423 views Asked by At

I want to learn how to convert pytorch model into TorchScript. To do that I have to define a torch.nn.Module class that wraps the model first.

I use HuggingFace Diffusers or Transformers class to wrap the models and convert into TorchScript before. I want to know how to define the wrapper class myself. If I have only the downloaded pytorch model, is it possible to define a wrapper class? Or is there anything I have to know?

Below is my code for a downloaded pre-trained model.

import torch

PATH = 'model.pth'
pretrained_dict = torch.load(PATH)

for key in list(pretrained_dict.keys()):
    print(key)

class MyModel(torch.nn.Module):
    def __init__(self):
        super().__init__()

    def forward(self, x):
        return 0

model = MyModel()
model.load_state_dict(pretrained_dict)
model.eval()
example_input = torch.rand(1, 3, 224, 224) 
torch_script = torch.jit.trace(model, example_input)

output:

tok_embeddings.weight
norm.weight
output.weight
layers.0.attention.wq.weight
layers.0.attention.wk.weight
layers.0.attention.wv.weight
layers.0.attention.wo.weight
layers.0.feed_forward.w1.weight
layers.0.feed_forward.w2.weight
layers.0.feed_forward.w3.weight
layers.0.attention_norm.weight
layers.0.ffn_norm.weight
layers.1.attention.wq.weight
layers.1.attention.wk.weight
layers.1.attention.wv.weight
layers.1.attention.wo.weight
layers.1.feed_forward.w1.weight
layers.1.feed_forward.w2.weight
layers.1.feed_forward.w3.weight
layers.1.attention_norm.weight
layers.1.ffn_norm.weight
layers.2.attention.wq.weight
layers.2.attention.wk.weight
layers.2.attention.wv.weight
layers.2.attention.wo.weight
...
layers.31.feed_forward.w3.weight
layers.31.attention_norm.weight
layers.31.ffn_norm.weight
rope.freqs


--> 17 model.load_state_dict(pretrained_dict)
     18 model.eval()
     19 example_input = torch.rand(1, 3, 224, 224) 

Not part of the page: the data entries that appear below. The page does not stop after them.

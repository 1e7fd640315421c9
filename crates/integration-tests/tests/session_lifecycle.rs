//! Session login, logout, and recovery against the real file store.

use std::fs;

use digital_cafe_client::session::{Principal, SessionHolder, SessionRehydration};
use digital_cafe_client::storage::{JsonFileStore, PersistentStore, keys, shared};
use digital_cafe_core::{AuthToken, Email, Role, UserId};
use digital_cafe_integration_tests::support::temp_store_path;

fn owner() -> Principal {
    Principal {
        id: UserId::new(21),
        display_name: "maria".to_owned(),
        email: Email::parse("maria@example.com").expect("email"),
        role: Role::CafeOwner,
        email_verified: true,
        profile_completed: true,
        token: AuthToken::parse("jwt-21").expect("token"),
    }
}

#[test]
fn login_survives_restart() {
    let path = temp_store_path("session-restart");

    {
        let store = shared(JsonFileStore::open(&path).expect("open store"));
        let (mut session, outcome) = SessionHolder::load(store);
        assert_eq!(outcome, SessionRehydration::LoggedOut);
        session.set_principal(owner()).expect("login");
    }

    let store = shared(JsonFileStore::open(&path).expect("reopen store"));
    let (session, outcome) = SessionHolder::load(store);
    assert_eq!(outcome, SessionRehydration::Restored);
    let principal = session.current().expect("principal");
    assert_eq!(principal.id, UserId::new(21));
    assert_eq!(principal.role, Role::CafeOwner);
    assert_eq!(principal.token.expose(), "jwt-21");

    fs::remove_file(&path).ok();
}

#[test]
fn logout_survives_restart() {
    let path = temp_store_path("session-logout");

    {
        let store = shared(JsonFileStore::open(&path).expect("open store"));
        let (mut session, _) = SessionHolder::load(store);
        session.set_principal(owner()).expect("login");
        session.clear().expect("logout");
    }

    let store = shared(JsonFileStore::open(&path).expect("reopen store"));
    let (session, outcome) = SessionHolder::load(store);
    assert_eq!(outcome, SessionRehydration::LoggedOut);
    assert!(!session.is_authenticated());

    fs::remove_file(&path).ok();
}

#[test]
fn torn_session_record_recovers_to_logged_out() {
    let path = temp_store_path("session-torn");

    {
        let store = shared(JsonFileStore::open(&path).expect("open store"));
        // token without a principal: half of a login write
        store
            .borrow_mut()
            .set(keys::AUTH_TOKEN, b"jwt-orphan")
            .expect("plant token");
    }

    let store = shared(JsonFileStore::open(&path).expect("reopen store"));
    let (session, outcome) = SessionHolder::load(store);
    assert_eq!(outcome, SessionRehydration::Recovered);
    assert!(!session.is_authenticated());

    // a further restart finds a clean logged-out state
    let store = shared(JsonFileStore::open(&path).expect("reopen again"));
    let (_, outcome) = SessionHolder::load(store);
    assert_eq!(outcome, SessionRehydration::LoggedOut);

    fs::remove_file(&path).ok();
}
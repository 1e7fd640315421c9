//! Digital Cafe client library.
//!
//! Owns the client-side state of the café ordering application: the
//! shopping cart, the authenticated session, role-based access decisions
//! for navigation, and a typed facade over the REST backend. UI rendering
//! and the backend itself are external collaborators.
//!
//! All state mutation happens on a single logical thread (the UI event
//! loop); shared ownership uses `Rc<RefCell<_>>` rather than locks.

#![cfg_attr(not(test), forbid(unsafe_code))]

pub mod access;
pub mod cart;
pub mod checkout;
pub mod config;
pub mod error;
pub mod gateway;
pub mod notice;
pub mod routes;
pub mod sequence;
pub mod session;
pub mod storage;
pub mod subscription;

pub use error::{AppError, Result};

/// Initialize `tracing` for binaries and examples.
///
/// Respects `RUST_LOG`; defaults to `info` for this crate. Calling it twice
/// is a no-op (the second global-default registration fails silently).
pub fn init_tracing() {
    use tracing_subscriber::{EnvFilter, fmt};

    let filter =
        EnvFilter::try_from_default_env().unwrap_or_else(|_| EnvFilter::new("digital_cafe=info"));
    let _ = fmt().with_env_filter(filter).try_init();
}
//! Integration tests for the Digital Cafe client.
//!
//! Everything here runs against real library code and real files; only the
//! backend is faked (through the `OrderApi` seam) or absent. Tests that
//! need durable state use a `JsonFileStore` in the OS temp directory and
//! clean up after themselves.
//!
//! # Test Categories
//!
//! - `cart_persistence` - cart state across simulated restarts
//! - `session_lifecycle` - login, logout, and corrupt-record recovery
//! - `access_gate` - route table and role decisions end to end
//! - `checkout_flow` - cart-to-order submission through a faked backend

/// Shared helpers for the test binaries.
pub mod support {
    use std::path::PathBuf;
    use std::sync::atomic::{AtomicU32, Ordering};

    /// A per-process unique temp file path for a store document.
    #[must_use]
    pub fn temp_store_path(tag: &str) -> PathBuf {
        static COUNTER: AtomicU32 = AtomicU32::new(0);
        let n = COUNTER.fetch_add(1, Ordering::Relaxed);
        std::env::temp_dir().join(format!(
            "digital-cafe-it-{}-{tag}-{n}.json",
            std::process::id()
        ))
    }
}
//! Checkout coordination.
//!
//! Validates the draft locally, submits the order, and clears the cart only
//! after the backend confirms. A failed submission leaves the cart exactly as
//! it was, so the customer can retry.

use digital_cafe_core::{CafeId, OrderType, TableId, UserId};
use tracing::{info, instrument};

use crate::cart::{CartError, CartManager};
use crate::gateway::types::{Order, OrderRequest};
use crate::gateway::{CafeApi, GatewayError};

/// What the customer chose on the checkout page, before it becomes a payload.
#[derive(Debug, Clone)]
pub struct OrderDraft {
    pub cafe_id: CafeId,
    pub order_type: OrderType,
    pub table_id: Option<TableId>,
    pub special_instructions: Option<String>,
}

#[derive(Debug, thiserror::Error)]
pub enum CheckoutError {
    #[error("cannot place an order with an empty cart")]
    EmptyCart,
    #[error("dine-in orders require a table selection")]
    TableRequired,
    #[error(transparent)]
    Gateway(#[from] GatewayError),
    #[error(transparent)]
    Cart(#[from] CartError),
}

/// The one gateway call checkout needs, behind a seam so tests can fake it.
pub trait OrderApi {
    async fn create_order(&self, request: &OrderRequest) -> Result<Order, GatewayError>;
}

impl OrderApi for CafeApi {
    async fn create_order(&self, request: &OrderRequest) -> Result<Order, GatewayError> {
        Self::create_order(self, request).await
    }
}

/// Submit the cart as an order.
///
/// Local validation runs before any network call: an empty cart or a dine-in
/// draft without a table never reaches the backend. On success the cart is
/// cleared and subscribers see the empty state.
///
/// # Errors
///
/// [`CheckoutError::EmptyCart`] and [`CheckoutError::TableRequired`] for
/// drafts rejected locally, [`CheckoutError::Gateway`] when submission fails,
/// and [`CheckoutError::Cart`] if clearing the cart afterwards fails.
#[instrument(skip(api, cart, draft), fields(cafe = %draft.cafe_id, order_type = ?draft.order_type))]
pub async fn place_order<A: OrderApi>(
    api: &A,
    cart: &mut CartManager,
    customer_id: UserId,
    draft: OrderDraft,
) -> Result<Order, CheckoutError> {
    if cart.is_empty() {
        return Err(CheckoutError::EmptyCart);
    }
    if draft.order_type == OrderType::DineIn && draft.table_id.is_none() {
        return Err(CheckoutError::TableRequired);
    }

    let request = OrderRequest {
        customer_id,
        cafe_id: draft.cafe_id,
        order_type: draft.order_type,
        table_id: draft.table_id,
        special_instructions: draft.special_instructions,
        items: cart.order_items(),
    };

    let order = api.create_order(&request).await?;
    info!(order = %order.id, "order placed");
    cart.clear()?;
    Ok(order)
}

File ~/text-generation-webui-main/installer_files/env/lib/python3.10/site-packages/torch/nn/modules/module.py:2041, in Module.load_state_dict(self, state_dict, strict)
   2036         error_msgs.insert(
   2037             0, 'Missing key(s) in state_dict: {}. '.format(
   2038                 ', '.join('"{}"'.format(k) for k in missing_keys)))
   2040 if len(error_msgs) > 0:
-> 2041     raise RuntimeError('Error(s) in loading state_dict for {}:\n\t{}'.format(
   2042                        self.__class__.__name__, "\n\t".join(error_msgs)))
   2043 return _IncompatibleKeys(missing_keys, unexpected_keys)

RuntimeError: Error(s) in loading state_dict for MyModel:
    Unexpected key(s) in state_dict: "tok_embeddings.weight", "norm.weight", "output.weight", "layers.0.attention.wq.weight", "layers.0.attention.wk.weight", "layers.0.attention.wv.weight", "layers.0.attention.wo.weight", "layers.0.feed_forward.w1.weight", "layers.0.feed_forward.w2.weight", "layers.....
3

There are 3 answers

2
Valentin Goldité On

dict is a reserved word for the type of dictionaries. You should call your parameters dictionary state_dict or something like that instead.

0
Ori Yarden PhD On

Like @Valentin Goldité pointed out, it's state_dict.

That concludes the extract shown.